# Problem to solve:
From the data below, repeat exactly the lines from the line with "self.degree(n) > 0)" to the line with "pub fn is_connected(&self)", both included.

Source data
⟨

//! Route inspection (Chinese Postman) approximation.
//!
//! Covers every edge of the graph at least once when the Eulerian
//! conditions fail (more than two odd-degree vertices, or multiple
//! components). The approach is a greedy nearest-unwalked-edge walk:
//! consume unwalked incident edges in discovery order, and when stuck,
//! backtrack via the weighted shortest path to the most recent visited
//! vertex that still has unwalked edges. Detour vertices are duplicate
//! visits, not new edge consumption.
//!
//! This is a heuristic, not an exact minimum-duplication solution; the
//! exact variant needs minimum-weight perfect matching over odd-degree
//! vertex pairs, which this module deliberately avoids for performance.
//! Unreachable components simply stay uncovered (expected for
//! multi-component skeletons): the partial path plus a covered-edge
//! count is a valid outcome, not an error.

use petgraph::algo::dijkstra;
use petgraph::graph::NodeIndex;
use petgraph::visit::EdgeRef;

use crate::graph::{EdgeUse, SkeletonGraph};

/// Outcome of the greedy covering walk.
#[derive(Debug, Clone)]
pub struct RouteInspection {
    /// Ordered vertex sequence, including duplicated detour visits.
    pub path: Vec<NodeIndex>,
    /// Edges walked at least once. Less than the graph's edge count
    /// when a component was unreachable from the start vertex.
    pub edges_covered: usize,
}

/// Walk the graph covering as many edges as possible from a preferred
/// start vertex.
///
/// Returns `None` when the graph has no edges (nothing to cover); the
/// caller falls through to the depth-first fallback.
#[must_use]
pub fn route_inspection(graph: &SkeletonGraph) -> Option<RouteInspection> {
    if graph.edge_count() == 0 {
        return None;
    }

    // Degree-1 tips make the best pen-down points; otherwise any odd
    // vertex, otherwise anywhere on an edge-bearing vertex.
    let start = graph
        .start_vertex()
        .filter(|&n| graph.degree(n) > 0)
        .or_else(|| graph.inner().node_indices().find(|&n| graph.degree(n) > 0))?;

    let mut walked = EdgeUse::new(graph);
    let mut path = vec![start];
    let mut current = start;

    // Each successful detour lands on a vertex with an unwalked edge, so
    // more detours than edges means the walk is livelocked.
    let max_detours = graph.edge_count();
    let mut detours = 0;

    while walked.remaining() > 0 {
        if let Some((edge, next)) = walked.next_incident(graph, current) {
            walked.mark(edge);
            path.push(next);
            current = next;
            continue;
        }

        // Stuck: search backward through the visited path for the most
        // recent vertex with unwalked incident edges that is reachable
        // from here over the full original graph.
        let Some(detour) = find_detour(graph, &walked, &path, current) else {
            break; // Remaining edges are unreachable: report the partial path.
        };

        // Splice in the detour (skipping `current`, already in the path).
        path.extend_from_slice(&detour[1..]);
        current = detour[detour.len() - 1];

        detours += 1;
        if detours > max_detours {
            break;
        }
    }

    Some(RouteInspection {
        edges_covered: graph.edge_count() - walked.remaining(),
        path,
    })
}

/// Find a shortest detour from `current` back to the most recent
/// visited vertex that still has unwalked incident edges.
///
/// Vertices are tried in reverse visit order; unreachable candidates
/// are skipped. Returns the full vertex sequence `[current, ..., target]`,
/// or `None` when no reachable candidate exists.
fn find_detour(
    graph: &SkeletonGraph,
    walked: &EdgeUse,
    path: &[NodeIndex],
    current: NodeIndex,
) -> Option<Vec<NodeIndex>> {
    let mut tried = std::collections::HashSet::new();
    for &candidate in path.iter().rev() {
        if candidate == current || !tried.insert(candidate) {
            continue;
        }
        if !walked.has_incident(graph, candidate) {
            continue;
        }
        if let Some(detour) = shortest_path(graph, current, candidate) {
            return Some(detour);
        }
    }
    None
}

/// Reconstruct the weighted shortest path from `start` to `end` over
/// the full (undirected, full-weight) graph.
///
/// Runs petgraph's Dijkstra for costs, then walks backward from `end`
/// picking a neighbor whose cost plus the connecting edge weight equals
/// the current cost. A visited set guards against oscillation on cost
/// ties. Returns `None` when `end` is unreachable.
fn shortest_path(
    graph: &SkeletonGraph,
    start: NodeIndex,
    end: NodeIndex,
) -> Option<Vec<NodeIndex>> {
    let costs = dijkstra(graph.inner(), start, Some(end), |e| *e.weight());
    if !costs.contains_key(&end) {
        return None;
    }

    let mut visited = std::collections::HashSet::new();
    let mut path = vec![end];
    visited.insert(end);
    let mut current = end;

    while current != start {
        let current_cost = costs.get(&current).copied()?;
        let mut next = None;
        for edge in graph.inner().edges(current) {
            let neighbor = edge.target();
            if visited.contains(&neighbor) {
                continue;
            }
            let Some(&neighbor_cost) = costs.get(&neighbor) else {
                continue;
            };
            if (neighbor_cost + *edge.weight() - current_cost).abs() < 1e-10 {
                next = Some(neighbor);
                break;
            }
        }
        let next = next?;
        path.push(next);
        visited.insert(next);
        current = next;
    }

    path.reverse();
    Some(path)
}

⟩
⟨

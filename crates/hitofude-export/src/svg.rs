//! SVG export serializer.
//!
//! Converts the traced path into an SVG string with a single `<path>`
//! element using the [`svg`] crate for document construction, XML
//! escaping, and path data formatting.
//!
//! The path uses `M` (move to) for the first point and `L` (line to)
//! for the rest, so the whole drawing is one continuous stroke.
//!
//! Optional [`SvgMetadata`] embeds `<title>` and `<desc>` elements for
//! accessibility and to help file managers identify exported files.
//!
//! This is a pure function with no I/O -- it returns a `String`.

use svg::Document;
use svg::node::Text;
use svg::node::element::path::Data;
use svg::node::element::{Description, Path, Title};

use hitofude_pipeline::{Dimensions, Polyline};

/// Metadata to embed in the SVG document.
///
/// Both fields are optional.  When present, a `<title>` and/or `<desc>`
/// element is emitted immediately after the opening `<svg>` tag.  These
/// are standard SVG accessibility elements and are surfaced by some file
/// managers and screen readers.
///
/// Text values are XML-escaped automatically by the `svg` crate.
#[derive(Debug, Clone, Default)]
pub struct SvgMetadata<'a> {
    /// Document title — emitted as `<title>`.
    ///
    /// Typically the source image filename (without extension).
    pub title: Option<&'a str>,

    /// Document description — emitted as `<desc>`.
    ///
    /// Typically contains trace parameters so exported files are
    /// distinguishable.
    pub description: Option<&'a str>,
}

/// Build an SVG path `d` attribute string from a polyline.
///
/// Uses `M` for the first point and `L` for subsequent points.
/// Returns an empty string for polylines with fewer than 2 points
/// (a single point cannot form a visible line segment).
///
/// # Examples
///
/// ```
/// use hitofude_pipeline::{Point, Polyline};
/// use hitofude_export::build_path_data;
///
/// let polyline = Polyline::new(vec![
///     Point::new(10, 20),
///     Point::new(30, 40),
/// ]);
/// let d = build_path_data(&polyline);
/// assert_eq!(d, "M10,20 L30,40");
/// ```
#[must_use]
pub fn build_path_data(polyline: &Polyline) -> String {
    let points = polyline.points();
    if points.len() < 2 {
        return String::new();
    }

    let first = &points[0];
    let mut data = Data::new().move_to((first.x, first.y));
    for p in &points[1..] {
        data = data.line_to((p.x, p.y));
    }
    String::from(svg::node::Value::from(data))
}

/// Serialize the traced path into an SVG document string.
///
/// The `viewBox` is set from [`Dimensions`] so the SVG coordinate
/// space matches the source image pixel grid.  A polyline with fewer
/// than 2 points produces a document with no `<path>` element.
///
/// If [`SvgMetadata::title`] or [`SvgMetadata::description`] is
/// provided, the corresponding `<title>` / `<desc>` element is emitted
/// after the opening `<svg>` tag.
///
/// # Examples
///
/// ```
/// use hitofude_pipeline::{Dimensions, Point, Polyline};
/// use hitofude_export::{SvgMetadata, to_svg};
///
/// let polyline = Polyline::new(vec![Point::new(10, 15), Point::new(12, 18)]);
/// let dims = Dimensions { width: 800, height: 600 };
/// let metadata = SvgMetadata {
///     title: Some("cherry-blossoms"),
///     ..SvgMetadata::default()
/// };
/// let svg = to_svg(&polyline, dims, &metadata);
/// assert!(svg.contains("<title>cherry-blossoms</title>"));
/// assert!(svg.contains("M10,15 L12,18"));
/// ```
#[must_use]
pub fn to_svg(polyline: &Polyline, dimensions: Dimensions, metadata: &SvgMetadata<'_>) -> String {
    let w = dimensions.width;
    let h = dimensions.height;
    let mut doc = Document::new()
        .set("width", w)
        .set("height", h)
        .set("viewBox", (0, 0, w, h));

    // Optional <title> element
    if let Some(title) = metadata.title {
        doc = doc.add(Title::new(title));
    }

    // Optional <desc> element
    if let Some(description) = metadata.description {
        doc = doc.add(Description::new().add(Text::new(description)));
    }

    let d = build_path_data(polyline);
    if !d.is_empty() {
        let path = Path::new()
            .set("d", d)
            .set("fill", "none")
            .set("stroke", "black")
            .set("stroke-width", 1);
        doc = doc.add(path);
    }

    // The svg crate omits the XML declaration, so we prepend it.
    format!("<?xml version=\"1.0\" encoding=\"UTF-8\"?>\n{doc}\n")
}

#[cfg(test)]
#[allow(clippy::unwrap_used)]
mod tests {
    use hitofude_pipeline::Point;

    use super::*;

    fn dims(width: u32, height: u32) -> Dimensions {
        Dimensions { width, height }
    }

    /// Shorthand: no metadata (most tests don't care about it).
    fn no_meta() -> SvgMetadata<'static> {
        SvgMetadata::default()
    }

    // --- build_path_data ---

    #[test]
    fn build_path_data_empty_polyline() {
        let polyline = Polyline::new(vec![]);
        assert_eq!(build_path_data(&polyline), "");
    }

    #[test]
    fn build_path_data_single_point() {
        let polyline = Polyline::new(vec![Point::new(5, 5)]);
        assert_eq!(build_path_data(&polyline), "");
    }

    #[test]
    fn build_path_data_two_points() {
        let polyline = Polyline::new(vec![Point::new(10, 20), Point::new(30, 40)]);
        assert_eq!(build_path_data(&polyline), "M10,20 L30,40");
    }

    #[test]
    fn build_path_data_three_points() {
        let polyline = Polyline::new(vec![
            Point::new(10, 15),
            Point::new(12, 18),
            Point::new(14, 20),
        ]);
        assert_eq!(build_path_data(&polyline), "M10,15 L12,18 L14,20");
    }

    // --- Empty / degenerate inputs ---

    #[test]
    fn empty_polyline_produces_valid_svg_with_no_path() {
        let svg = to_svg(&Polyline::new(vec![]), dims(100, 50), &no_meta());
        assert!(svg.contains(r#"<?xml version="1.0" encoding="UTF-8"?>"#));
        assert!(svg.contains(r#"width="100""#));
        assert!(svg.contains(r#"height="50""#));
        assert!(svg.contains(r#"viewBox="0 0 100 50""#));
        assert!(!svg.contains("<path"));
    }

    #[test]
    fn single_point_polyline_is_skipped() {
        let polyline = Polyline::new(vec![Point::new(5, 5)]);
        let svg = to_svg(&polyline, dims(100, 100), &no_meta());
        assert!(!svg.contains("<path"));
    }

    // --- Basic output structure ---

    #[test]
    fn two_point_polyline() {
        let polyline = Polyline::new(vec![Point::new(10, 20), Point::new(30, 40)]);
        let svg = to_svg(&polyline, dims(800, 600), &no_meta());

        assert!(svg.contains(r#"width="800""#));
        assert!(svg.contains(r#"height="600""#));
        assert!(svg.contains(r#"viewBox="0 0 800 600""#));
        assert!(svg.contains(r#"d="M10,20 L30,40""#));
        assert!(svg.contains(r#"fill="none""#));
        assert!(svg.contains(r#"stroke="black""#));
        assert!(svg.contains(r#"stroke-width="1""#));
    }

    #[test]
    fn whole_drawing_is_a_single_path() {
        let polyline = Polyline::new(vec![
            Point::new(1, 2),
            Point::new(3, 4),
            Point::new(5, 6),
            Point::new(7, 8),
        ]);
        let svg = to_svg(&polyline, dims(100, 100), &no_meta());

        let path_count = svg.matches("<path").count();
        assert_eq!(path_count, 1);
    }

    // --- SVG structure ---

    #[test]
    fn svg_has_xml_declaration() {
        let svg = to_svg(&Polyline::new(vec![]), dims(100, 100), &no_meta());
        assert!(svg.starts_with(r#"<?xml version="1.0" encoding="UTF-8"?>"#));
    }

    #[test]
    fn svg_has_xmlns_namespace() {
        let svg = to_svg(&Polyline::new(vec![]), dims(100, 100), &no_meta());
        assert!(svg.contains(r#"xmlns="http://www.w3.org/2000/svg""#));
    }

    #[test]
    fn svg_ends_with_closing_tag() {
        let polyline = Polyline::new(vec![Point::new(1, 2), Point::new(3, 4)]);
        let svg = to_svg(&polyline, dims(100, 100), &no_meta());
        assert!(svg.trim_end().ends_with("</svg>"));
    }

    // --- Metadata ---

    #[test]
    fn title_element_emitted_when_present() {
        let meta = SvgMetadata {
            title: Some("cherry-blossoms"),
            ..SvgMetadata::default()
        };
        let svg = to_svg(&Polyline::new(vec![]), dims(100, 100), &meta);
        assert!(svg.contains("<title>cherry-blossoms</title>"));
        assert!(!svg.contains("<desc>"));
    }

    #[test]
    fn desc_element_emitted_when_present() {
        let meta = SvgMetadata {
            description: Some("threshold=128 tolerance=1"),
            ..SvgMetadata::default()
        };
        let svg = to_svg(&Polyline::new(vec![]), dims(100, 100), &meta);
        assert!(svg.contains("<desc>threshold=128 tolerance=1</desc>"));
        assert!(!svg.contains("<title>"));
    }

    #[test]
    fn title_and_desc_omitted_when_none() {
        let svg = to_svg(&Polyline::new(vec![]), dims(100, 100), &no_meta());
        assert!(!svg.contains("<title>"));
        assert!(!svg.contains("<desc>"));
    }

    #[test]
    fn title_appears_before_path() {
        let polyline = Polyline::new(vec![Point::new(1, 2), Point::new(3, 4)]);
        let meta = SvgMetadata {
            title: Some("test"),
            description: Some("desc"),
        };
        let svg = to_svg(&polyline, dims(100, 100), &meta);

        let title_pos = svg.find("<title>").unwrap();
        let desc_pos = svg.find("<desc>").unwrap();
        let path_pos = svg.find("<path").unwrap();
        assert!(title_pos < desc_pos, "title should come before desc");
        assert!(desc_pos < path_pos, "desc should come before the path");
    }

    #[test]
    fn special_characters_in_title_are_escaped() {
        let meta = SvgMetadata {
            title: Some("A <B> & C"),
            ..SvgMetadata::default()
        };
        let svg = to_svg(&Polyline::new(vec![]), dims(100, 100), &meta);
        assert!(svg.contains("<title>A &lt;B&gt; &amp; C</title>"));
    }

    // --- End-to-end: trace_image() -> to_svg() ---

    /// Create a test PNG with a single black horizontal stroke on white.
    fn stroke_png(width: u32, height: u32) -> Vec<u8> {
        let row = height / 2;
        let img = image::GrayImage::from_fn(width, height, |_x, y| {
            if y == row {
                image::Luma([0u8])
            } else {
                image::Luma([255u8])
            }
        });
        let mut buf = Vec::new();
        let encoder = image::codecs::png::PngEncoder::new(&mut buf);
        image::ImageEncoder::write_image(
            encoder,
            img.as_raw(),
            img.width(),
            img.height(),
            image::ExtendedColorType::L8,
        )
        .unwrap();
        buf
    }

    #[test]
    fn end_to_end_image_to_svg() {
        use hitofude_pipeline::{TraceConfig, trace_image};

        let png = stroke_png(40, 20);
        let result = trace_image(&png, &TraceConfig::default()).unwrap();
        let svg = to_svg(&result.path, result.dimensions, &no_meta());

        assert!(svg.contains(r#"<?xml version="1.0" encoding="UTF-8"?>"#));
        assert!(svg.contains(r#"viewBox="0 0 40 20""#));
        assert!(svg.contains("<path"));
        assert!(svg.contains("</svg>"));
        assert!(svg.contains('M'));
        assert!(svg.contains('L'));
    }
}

⟩
⟨

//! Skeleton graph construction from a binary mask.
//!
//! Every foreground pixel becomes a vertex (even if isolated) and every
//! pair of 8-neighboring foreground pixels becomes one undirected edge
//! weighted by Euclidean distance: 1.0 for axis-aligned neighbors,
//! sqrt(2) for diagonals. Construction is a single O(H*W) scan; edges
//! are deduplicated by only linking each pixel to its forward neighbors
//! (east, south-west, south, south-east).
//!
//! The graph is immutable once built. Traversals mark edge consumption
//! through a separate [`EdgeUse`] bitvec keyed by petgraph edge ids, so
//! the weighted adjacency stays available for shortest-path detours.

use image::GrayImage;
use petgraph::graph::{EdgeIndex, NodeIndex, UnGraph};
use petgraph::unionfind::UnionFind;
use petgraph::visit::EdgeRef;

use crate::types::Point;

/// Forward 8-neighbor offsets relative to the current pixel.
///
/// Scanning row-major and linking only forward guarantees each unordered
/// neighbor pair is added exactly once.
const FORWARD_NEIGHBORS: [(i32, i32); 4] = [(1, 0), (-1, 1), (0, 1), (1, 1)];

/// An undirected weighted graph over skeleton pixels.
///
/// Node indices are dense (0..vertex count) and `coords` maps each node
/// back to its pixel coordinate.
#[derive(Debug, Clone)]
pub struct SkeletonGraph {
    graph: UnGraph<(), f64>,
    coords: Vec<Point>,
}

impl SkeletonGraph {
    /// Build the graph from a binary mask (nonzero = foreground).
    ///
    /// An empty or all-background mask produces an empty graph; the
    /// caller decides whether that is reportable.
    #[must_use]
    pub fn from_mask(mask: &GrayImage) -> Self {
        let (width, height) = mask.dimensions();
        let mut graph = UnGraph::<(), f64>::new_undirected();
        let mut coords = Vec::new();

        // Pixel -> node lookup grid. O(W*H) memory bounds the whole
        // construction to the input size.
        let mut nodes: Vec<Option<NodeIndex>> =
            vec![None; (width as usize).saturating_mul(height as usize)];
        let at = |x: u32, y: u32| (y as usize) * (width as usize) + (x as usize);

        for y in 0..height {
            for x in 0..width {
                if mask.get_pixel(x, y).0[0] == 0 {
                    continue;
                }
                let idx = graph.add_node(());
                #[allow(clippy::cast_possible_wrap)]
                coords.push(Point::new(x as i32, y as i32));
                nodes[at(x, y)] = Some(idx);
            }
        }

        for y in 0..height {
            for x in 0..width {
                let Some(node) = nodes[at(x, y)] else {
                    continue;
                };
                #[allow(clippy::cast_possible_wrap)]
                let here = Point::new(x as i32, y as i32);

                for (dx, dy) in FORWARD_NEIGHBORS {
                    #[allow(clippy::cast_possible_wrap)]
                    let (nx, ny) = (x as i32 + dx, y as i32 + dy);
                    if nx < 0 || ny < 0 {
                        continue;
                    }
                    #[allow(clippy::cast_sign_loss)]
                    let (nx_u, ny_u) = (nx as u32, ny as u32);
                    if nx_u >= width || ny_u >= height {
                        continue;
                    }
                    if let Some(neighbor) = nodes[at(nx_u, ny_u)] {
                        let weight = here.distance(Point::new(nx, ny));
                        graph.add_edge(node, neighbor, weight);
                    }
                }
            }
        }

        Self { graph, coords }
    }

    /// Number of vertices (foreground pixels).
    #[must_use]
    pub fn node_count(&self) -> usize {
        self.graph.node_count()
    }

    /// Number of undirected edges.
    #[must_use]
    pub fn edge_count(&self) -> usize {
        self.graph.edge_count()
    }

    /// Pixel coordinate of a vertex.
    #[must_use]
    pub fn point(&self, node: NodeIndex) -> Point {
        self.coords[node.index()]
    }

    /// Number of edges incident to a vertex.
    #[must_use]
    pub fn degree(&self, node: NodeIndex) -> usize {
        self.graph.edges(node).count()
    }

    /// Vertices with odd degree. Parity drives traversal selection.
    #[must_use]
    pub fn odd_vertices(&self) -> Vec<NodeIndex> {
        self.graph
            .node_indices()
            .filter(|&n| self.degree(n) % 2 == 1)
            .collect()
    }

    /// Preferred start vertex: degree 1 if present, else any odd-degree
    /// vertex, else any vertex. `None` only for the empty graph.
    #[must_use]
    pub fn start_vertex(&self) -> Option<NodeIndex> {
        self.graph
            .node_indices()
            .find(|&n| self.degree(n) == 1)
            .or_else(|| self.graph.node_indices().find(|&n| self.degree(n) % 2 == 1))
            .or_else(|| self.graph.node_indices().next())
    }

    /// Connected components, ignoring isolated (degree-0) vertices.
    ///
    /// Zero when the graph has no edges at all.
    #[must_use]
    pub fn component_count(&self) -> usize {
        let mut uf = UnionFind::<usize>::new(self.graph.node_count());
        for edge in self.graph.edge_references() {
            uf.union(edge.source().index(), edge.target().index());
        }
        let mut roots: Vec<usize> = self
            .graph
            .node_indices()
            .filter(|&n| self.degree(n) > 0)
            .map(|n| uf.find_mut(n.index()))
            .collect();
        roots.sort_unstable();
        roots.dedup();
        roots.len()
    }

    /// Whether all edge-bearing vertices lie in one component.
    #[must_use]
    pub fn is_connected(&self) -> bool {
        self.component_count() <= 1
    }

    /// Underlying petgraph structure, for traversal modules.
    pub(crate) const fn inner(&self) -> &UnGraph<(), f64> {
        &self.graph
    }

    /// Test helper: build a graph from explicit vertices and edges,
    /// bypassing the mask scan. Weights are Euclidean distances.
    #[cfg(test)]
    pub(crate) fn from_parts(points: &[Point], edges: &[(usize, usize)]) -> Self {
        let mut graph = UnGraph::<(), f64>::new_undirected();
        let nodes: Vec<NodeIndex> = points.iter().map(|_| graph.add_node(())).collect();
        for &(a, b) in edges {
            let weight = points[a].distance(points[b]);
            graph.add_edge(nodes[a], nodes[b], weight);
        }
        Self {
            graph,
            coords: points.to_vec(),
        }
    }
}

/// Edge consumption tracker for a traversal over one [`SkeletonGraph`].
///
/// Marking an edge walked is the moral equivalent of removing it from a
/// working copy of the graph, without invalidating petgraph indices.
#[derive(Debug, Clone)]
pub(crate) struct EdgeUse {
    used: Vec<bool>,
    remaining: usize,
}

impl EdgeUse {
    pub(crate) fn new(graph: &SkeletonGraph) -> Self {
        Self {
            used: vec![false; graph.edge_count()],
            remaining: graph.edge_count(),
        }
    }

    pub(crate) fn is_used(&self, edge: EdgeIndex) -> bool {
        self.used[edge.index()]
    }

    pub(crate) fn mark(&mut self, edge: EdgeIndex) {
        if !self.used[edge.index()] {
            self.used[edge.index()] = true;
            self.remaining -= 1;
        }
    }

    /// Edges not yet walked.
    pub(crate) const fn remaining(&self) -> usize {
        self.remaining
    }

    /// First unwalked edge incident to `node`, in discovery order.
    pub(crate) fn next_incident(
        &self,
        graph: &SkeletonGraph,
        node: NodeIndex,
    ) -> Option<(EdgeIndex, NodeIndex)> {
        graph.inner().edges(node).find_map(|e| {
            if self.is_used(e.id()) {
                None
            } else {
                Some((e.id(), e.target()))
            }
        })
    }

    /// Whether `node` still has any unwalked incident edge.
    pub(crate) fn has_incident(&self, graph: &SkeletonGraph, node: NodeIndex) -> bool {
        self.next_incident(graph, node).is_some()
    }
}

⟩

# Exercise result:
            .filter(|&n| self.degree(n) > 0)
            .map(|n| uf.find_mut(n.index()))
            .collect();
        roots.sort_unstable();
        roots.dedup();
        roots.len()
    }

    /// Whether all edge-bearing vertices lie in one component.
    #[must_use]
    pub fn is_connected(&self) -> bool {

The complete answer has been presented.